Having a species like the king penguin adapt so well to seasonal shifts and timing changes “is unprecedented,” said study co-author Celine Le Bohec, a seabird ecologist at the French science agency CNRS. “It's quite striking.”

Unlike other penguins — which are threatened with dwindling numbers because of earlier breeding — the king penguin has the ability to breed from late October to March. And they are taking advantage of that flexibility, Le Bohec said.

They are succeeding even though the water is warming and the food web that they rely on is changing with it, said Le Bohec and study lead author Gaël Bardon, a seabird ecologist at the Scientific Centre of Monaco.

“They can adjust really well their foraging behavior,” Bardon said. “We know that some birds are going directly to the south, to the polar front. Some are going to the north. Some are staying around the colony and so they can adjust their behavior and that’s what makes king penguins cope really well with such changes for the moment.”
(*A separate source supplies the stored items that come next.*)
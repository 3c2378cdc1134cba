use std::collections::{HashMap, HashSet};
use std::path::{Path, PathBuf};
use std::sync::Mutex;

use async_trait::async_trait;
use planbot_protocol::Post;
use serde::{Deserialize, Serialize};
use tokio::io::AsyncWriteExt;

use crate::error::{ReplyError, Result};

/// Where posts come from and where replies go.
#[async_trait]
pub trait MessageSource: Send + Sync {
    /// The post `post` replies to, if it still exists.
    async fn parent(&self, post: &Post) -> Result<Option<Post>>;

    async fn reply(&self, target: &Post, text: &str) -> std::result::Result<(), ReplyError>;
}

/// One reply that left the bot.
#[derive(Debug, Clone, PartialEq, Eq, Serialize, Deserialize)]
pub struct SentReply {
    pub target_id: String,
    pub text: String,
}

/// Posts held in memory. Replies are recorded and, when an outbox path is
/// set, appended to it as JSON lines.
#[derive(Debug, Default)]
pub struct LocalSource {
    posts: HashMap<String, Post>,
    deleted: HashSet<String>,
    outbox: Option<PathBuf>,
    sent: Mutex<Vec<SentReply>>,
}

impl LocalSource {
    pub fn new(posts: impl IntoIterator<Item = Post>) -> Self {
        Self {
            posts: posts.into_iter().map(|p| (p.id.clone(), p)).collect(),
            ..Self::default()
        }
    }

    #[must_use]
    pub fn with_outbox(mut self, path: impl Into<PathBuf>) -> Self {
        self.outbox = Some(path.into());
        self
    }

    /// Replies to `id` will fail as if the post had been deleted.
    #[must_use]
    pub fn with_deleted(mut self, id: impl Into<String>) -> Self {
        self.deleted.insert(id.into());
        self
    }

    #[must_use]
    pub fn sent(&self) -> Vec<SentReply> {
        self.sent
            .lock()
            .map(|sent| sent.clone())
            .unwrap_or_else(|poisoned| poisoned.into_inner().clone())
    }

    async fn append_outbox(path: &Path, reply: &SentReply) -> std::io::Result<()> {
        let mut line = serde_json::to_vec(reply)?;
        line.push(b'\n');
        let mut file = tokio::fs::OpenOptions::new()
            .create(true)
            .append(true)
            .open(path)
            .await?;
        file.write_all(&line).await?;
        file.flush().await
    }
}

#[async_trait]
impl MessageSource for LocalSource {
    async fn parent(&self, post: &Post) -> Result<Option<Post>> {
        Ok(post
            .parent_id
            .as_ref()
            .and_then(|id| self.posts.get(id))
            .cloned())
    }

    async fn reply(&self, target: &Post, text: &str) -> std::result::Result<(), ReplyError> {
        if self.deleted.contains(&target.id) {
            return Err(ReplyError::TargetDeleted);
        }
        let reply = SentReply {
            target_id: target.id.clone(),
            text: text.to_string(),
        };
        if let Some(path) = &self.outbox {
            Self::append_outbox(path, &reply).await.map_err(|err| {
                ReplyError::Other(format!("failed to write {}: {err}", path.display()))
            })?;
        }
        self.sent
            .lock()
            .map_err(|_| ReplyError::Other("reply log poisoned".to_string()))?
            .push(reply);
        Ok(())
    }
}

#[cfg(test)]
mod tests {
    use super::*;
    use tempfile::TempDir;

    #[tokio::test]
    async fn resolves_parents_and_records_replies() {
        let parent = Post::submission("p1", Some("op"), "original");
        let child = Post::comment("c1", Some("asker"), "!warrenplanbot --parent", "p1");
        let orphan = Post::comment("c2", Some("asker"), "hi", "gone");
        let source = LocalSource::new([parent.clone(), child.clone(), orphan.clone()]);

        assert_eq!(source.parent(&child).await.unwrap(), Some(parent.clone()));
        assert_eq!(source.parent(&orphan).await.unwrap(), None);
        assert_eq!(source.parent(&parent).await.unwrap(), None);

        source.reply(&parent, "hello").await.unwrap();
        assert_eq!(
            source.sent(),
            vec![SentReply {
                target_id: "p1".to_string(),
                text: "hello".to_string()
            }]
        );
    }

    #[tokio::test]
    async fn deleted_targets_fail_with_target_deleted() {
        let post = Post::submission("p1", Some("op"), "text");
        let source = LocalSource::new([post.clone()]).with_deleted("p1");
        assert!(matches!(
            source.reply(&post, "x").await,
            Err(ReplyError::TargetDeleted)
        ));
        assert!(source.sent().is_empty());
    }

    #[tokio::test]
    async fn outbox_gets_one_json_line_per_reply() {
        let temp = TempDir::new().unwrap();
        let outbox = temp.path().join("outbox.jsonl");
        let post = Post::submission("p1", Some("op"), "text");
        let source = LocalSource::new([post.clone()]).with_outbox(&outbox);
        source.reply(&post, "one").await.unwrap();
        source.reply(&post, "two").await.unwrap();

        let written = std::fs::read_to_string(&outbox).unwrap();
        let lines: Vec<SentReply> = written
            .lines()
            .map(|line| serde_json::from_str(line).unwrap())
            .collect();
        assert_eq!(lines.len(), 2);
        assert_eq!(lines[1].text, "two");
    }

    #[tokio::test(flavor = "current_thread")]
    async fn unwritable_outbox_fails_the_reply() {
        let temp = TempDir::new().unwrap();
        let outbox = temp.path().join("missing").join("outbox.jsonl");
        let post = Post::submission("p1", Some("op"), "text");
        let source = LocalSource::new([post.clone()]).with_outbox(&outbox);

        let err = source.reply(&post, "one").await.unwrap_err();
        assert!(matches!(err, ReplyError::Other(ref msg) if msg.contains("outbox.jsonl")));
        assert!(source.sent().is_empty());
    }
}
Le Bohec added that it may only be a temporary adjustment to an environment that is changing quickly. "So that’s why for the moment the species is able to cope with this change, but till when? This, we don’t know, because it’s going very, very fast.”

Other penguins that have limited diets are more threatened by changes coming from a warming ocean and the makeup of the food chain. But king penguins — which are so abundant they are considered a species of least concern — can eat other prey besides the lanternfish that makes up their primary diet, researchers said.

“The king penguin may have a bit of flexibility as a trick up its sleeve, and may be in a good position to adapt as their environment changes,” said Michelle LaRue, a professor of Antarctic marine science at the University of Canterbury in New Zealand who was not part of the study. But she said she wonders what happens after breeding because king penguins live 20 or more years in the wild and this study looks at only a small part of their lifespan.

Outside scientists are just as cautious as Le Bohec and Bardon over whether to declare the king penguins a rare good-news climate change story.

“Winning for this species might mean losing for another species if they are competing for resources,” The Associated Press quoted Clemson's Youngflesh as saying.

Ignacio Juarez Martinez, a biologist at Oxford University in the United Kingdom, who conducted a study of different penguins with earlier breeding, said: “This study shows that king penguins might be a winner for now, which is excellent news, but climate change is ongoing and future changes to currents, precipitation or temperatures can undo these gains.”